Nomades … le pèlerinage du peuple de Dieu dans la Bible
Cet article est paru dans la revue Initiales n°258 : En chemin sur terre…
Nous appartenons à un peuple de nomades. C’est ce que nous pourrions dire le soir, autour du feu, rejoignant la très ancienne profession de foi que le peuple d’Israël était invité à prononcer au temps de la récolte, une fois en Terre promise : « Mon père était un araméen errant… » (Dt 26, 5-10). Le peuple redisait alors sa longue histoire nomade, accompagnée par le Seigneur.
Abraham le nomade
C’est sur une parole de Dieu qu’Abraham quitta son pays. Cette parole était promesse, d’une descendance et d’un pays, d’une terre (Gn 12). Elle lui fut redite par Dieu plus d’une fois, alors qu’il était tenté d’en douter, puis fut transmise à Isaac, à Jacob et à ses fils, jusqu’à Joseph en terre d’Égypte. Cette longue histoire fut plus d’une fois contrariée, mise en danger, par la stérilité de Sarah, par la famine qui plusieurs fois sévit, par le geste terrible des frères de Joseph qui le laissèrent pour mort dans le désert où des caravanes le recueillirent, mais il était désormais esclave. Devenu intendant du Pharaon, c’est lui qui allait sauver sa famille au temps d’une famine totale qui aurait pu emporter la promesse. Mais Dieu veillait.
Terre promise
Il faudrait parcourir toute l’histoire biblique, du temps de l’esclavage en Égypte, puis de la marche au désert, pendant quarante ans, quand le peuple apprenait de son Dieu l’alliance. Lorsqu’ils parvinrent en Terre promise, Josué les invita à s’engager solennellement envers le Seigneur qui les avait guidés et sauvés. « Au-delà du Fleuve habitaient vos pères, dit-il, et ils adoraient d’autres dieux, aussi j’ai appelé Abraham… » (Jos 24, 2).

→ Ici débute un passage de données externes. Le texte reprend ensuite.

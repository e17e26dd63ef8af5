//! Core domain models for case trajectories.
//!
//! This module defines the observation records the chart is built from and the
//! filtered [`Dataset`](dataset::Dataset) every downstream stage consumes.

pub mod dataset;
pub mod domain;

pub use dataset::Dataset;
pub use domain::{Observation, RawRecord};
use chrono::NaiveDate;
use log::{info, warn};

use super::domain::{Observation, RawRecord};
use crate::error::{TrajectoryError, TrajectoryResult};
use crate::time::parse_date;

/// Filtered, date-parsed observations in input order.
#[derive(Debug, Clone, Default, PartialEq)]
pub struct Dataset {
    observations: Vec<Observation>,
    dropped_rows: usize,
}

impl Dataset {
    /// Build a dataset from already validated observations.
    pub fn new(observations: Vec<Observation>) -> Self {
        Self {
            observations,
            dropped_rows: 0,
        }
    }

    /// Apply the input contract to raw rows.
    ///
    /// Rows with a missing trailing-week value are dropped first; every
    /// remaining date must parse with `date_format`, otherwise the whole load
    /// fails with [`TrajectoryError::DateParse`] naming the 1-based row.
    pub fn from_records(records: Vec<RawRecord>, date_format: &str) -> TrajectoryResult<Self> {
        let total = records.len();
        let mut observations = Vec::with_capacity(total);
        let mut dropped_rows = 0;

        for (idx, record) in records.into_iter().enumerate() {
            let weekly_cases = match record.weekly_cases {
                Some(v) if !v.is_nan() => v,
                _ => {
                    dropped_rows += 1;
                    continue;
                }
            };

            let date = parse_date(&record.date, date_format).ok_or_else(|| {
                TrajectoryError::DateParse {
                    row: idx + 1,
                    value: record.date.clone(),
                    format: date_format.to_string(),
                }
            })?;

            observations.push(Observation {
                region: record.region,
                date,
                cumulative_cases: record.cumulative_cases,
                weekly_cases,
            });
        }

        if dropped_rows > 0 {
            warn!(
                "Dropped {} of {} rows with no trailing-week case count",
                dropped_rows, total
            );
        }
        info!("Dataset ready: {} observations", observations.len());

        Ok(Self {
            observations,
            dropped_rows,
        })
    }

    pub fn observations(&self) -> &[Observation] {
        &self.observations
    }

    pub fn len(&self) -> usize {
        self.observations.len()
    }

    pub fn is_empty(&self) -> bool {
        self.observations.is_empty()
    }

    /// Number of input rows removed for lacking a trailing-week value.
    pub fn dropped_rows(&self) -> usize {
        self.dropped_rows
    }

    /// Largest trailing-week case count, or 0 for an empty dataset.
    pub fn max_weekly_cases(&self) -> f64 {
        self.observations
            .iter()
            .map(|o| o.weekly_cases)
            .fold(0.0, f64::max)
    }

    /// Earliest and latest observation dates.
    pub fn date_span(&self) -> Option<(NaiveDate, NaiveDate)> {
        let first = self.observations.iter().map(|o| o.date).min()?;
        let last = self.observations.iter().map(|o| o.date).max()?;
        Some((first, last))
    }
}
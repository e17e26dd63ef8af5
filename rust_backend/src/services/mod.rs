//! Service layer: the stages that turn a [`Dataset`](crate::core::Dataset) into
//! a [`ChartSpec`](crate::api::ChartSpec).
//!
//! - [`series`]: sorted dates and first-seen regions
//! - [`colors`]: per-region colour draw
//! - [`frames`]: initial traces and animation frames
//! - [`reference`]: constant-doubling-time curves
//! - [`chart`]: slider steps and final assembly

pub mod chart;
pub mod colors;
pub mod frames;
pub mod reference;
pub mod series;

pub use chart::{assemble_chart, slider_steps};
pub use colors::ColorAssignment;
pub use frames::FrameBuilder;
pub use reference::ReferenceCurveGenerator;
pub use series::{RegionList, SeriesIndex};
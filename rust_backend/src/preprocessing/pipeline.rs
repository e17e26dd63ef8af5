use log::info;
use rand::Rng;
use std::path::Path;

use crate::api::types::ChartSpec;
use crate::config::ChartConfig;
use crate::core::Dataset;
use crate::error::TrajectoryResult;
use crate::io::loaders::DatasetLoader;
use crate::services::chart::assemble_chart;
use crate::services::colors::ColorAssignment;
use crate::services::frames::FrameBuilder;
use crate::services::reference::ReferenceCurveGenerator;
use crate::services::series::SeriesIndex;

/// Result of a pipeline run
#[derive(Debug, Clone)]
pub struct PipelineResult {
    pub chart: ChartSpec,
    pub total_observations: usize,
    pub dropped_rows: usize,
    pub region_count: usize,
}

/// Main chart pipeline
#[derive(Debug, Clone, Default)]
pub struct TrajectoryPipeline {
    config: ChartConfig,
}

impl TrajectoryPipeline {
    /// Create a new pipeline with default configuration
    pub fn new() -> Self {
        Self::default()
    }

    /// Create a pipeline with custom configuration
    pub fn with_config(config: ChartConfig) -> Self {
        Self { config }
    }

    pub fn config(&self) -> &ChartConfig {
        &self.config
    }

    /// Load a case table from CSV and build its chart
    ///
    /// # Arguments
    /// * `csv_path` - Path to the per-region case CSV
    /// * `rng` - Random source for region colours
    pub fn process<R: Rng + ?Sized>(&self, csv_path: &Path, rng: &mut R) -> TrajectoryResult<PipelineResult> {
        // Step 1: Reject bad settings before touching the file
        self.config.validate()?;

        // Step 2: Load and filter
        let dataset = DatasetLoader::load_from_csv(csv_path, &self.config.dataset)?;
        self.process_dataset(&dataset, rng)
    }

    /// Same as [`process`](Self::process) for CSV text
    pub fn process_csv_str<R: Rng + ?Sized>(&self, content: &str, rng: &mut R) -> TrajectoryResult<PipelineResult> {
        self.config.validate()?;
        let dataset = DatasetLoader::load_from_str(content, &self.config.dataset)?;
        self.process_dataset(&dataset, rng)
    }

    /// Build the chart for an already loaded dataset
    pub fn process_dataset<R: Rng + ?Sized>(&self, dataset: &Dataset, rng: &mut R) -> TrajectoryResult<PipelineResult> {
        // Step 3: Validate settings, also for datasets handed in directly
        self.config.validate()?;

        // Step 4: Dates and regions
        let index = SeriesIndex::extract(dataset);
        info!(
            "Extracted {} dates and {} regions",
            index.dates().len(),
            index.regions().len()
        );

        // Step 5: Colours, drawn once
        let colors = ColorAssignment::assign(index.regions(), rng);

        // Step 6: Frames
        let builder = FrameBuilder::new(dataset, &index, &colors, &self.config.dataset.date_format);
        let initial_traces = builder.initial_traces();
        let frames = builder.build_frames();
        info!("Built {} animation frames", frames.len());

        // Step 7: Reference curves
        let generator = ReferenceCurveGenerator::from_settings(&self.config.reference);
        let reference_curves =
            generator.generate_all(&self.config.reference.curves, dataset.max_weekly_cases())?;
        info!("Generated {} reference curves", reference_curves.len());

        // Step 8: Assemble
        Ok(PipelineResult {
            chart: assemble_chart(initial_traces, frames, reference_curves),
            total_observations: dataset.len(),
            dropped_rows: dataset.dropped_rows(),
            region_count: index.regions().len(),
        })
    }
}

Ainsi, dès le début, la promesse était une alliance, dans laquelle Abraham allait apprendre – et nous après lui – à suivre et écouter le Dieu unique, loin de toutes les idoles qui aujourd’hui comme hier entraînent dans de multiples formes d’errance loin de Dieu, loin de nous-mêmes, loin des autres !
Dieu unique
Ainsi la marche d’Abraham et la nôtre sont-elles l’apprentissage – jamais achevé – du Dieu unique. Probablement est-ce pour cela que la marche est devenue le signe de la recherche de Dieu. De nombreux versets de la Bible l’affirment. L’un des plus lumineux se trouve dans le livre du prophète Michée, huit siècles avant Jésus, une parole d’une limpidité absolue : « Homme, répond le prophète, on t’a fait connaître ce qui est bien, ce que le Seigneur réclame de toi : rien d’autre que respecter le droit, aimer la fidélité, et t’appliquer à marcher avec ton Dieu » (Mi 6, 8). Marcher, c’est consentir à une transformation intérieure, c’est apprendre l’alliance, c’est-à-dire à vivre à la façon de Dieu dans un monde qui en tant de lieux en est loin. « Soyez saints, car moi, le Seigneur votre Dieu, je suis saint » (Lv 19, 2), un appel à porter le signe d’appartenance au Seigneur et sa marque au cœur du monde. Les prophètes le rappelleront sans cesse. À l’heure de l’Exil (587-538), le peuple perdra sa terre et marchera à contre-courant de son histoire, vers Babylone. Car la marche dans la Bible change parfois de cours en raison des famines, des guerres, de l’Exil ! Il en reviendra dans l’allégresse, ainsi que le chantent les psaumes (Ps 125).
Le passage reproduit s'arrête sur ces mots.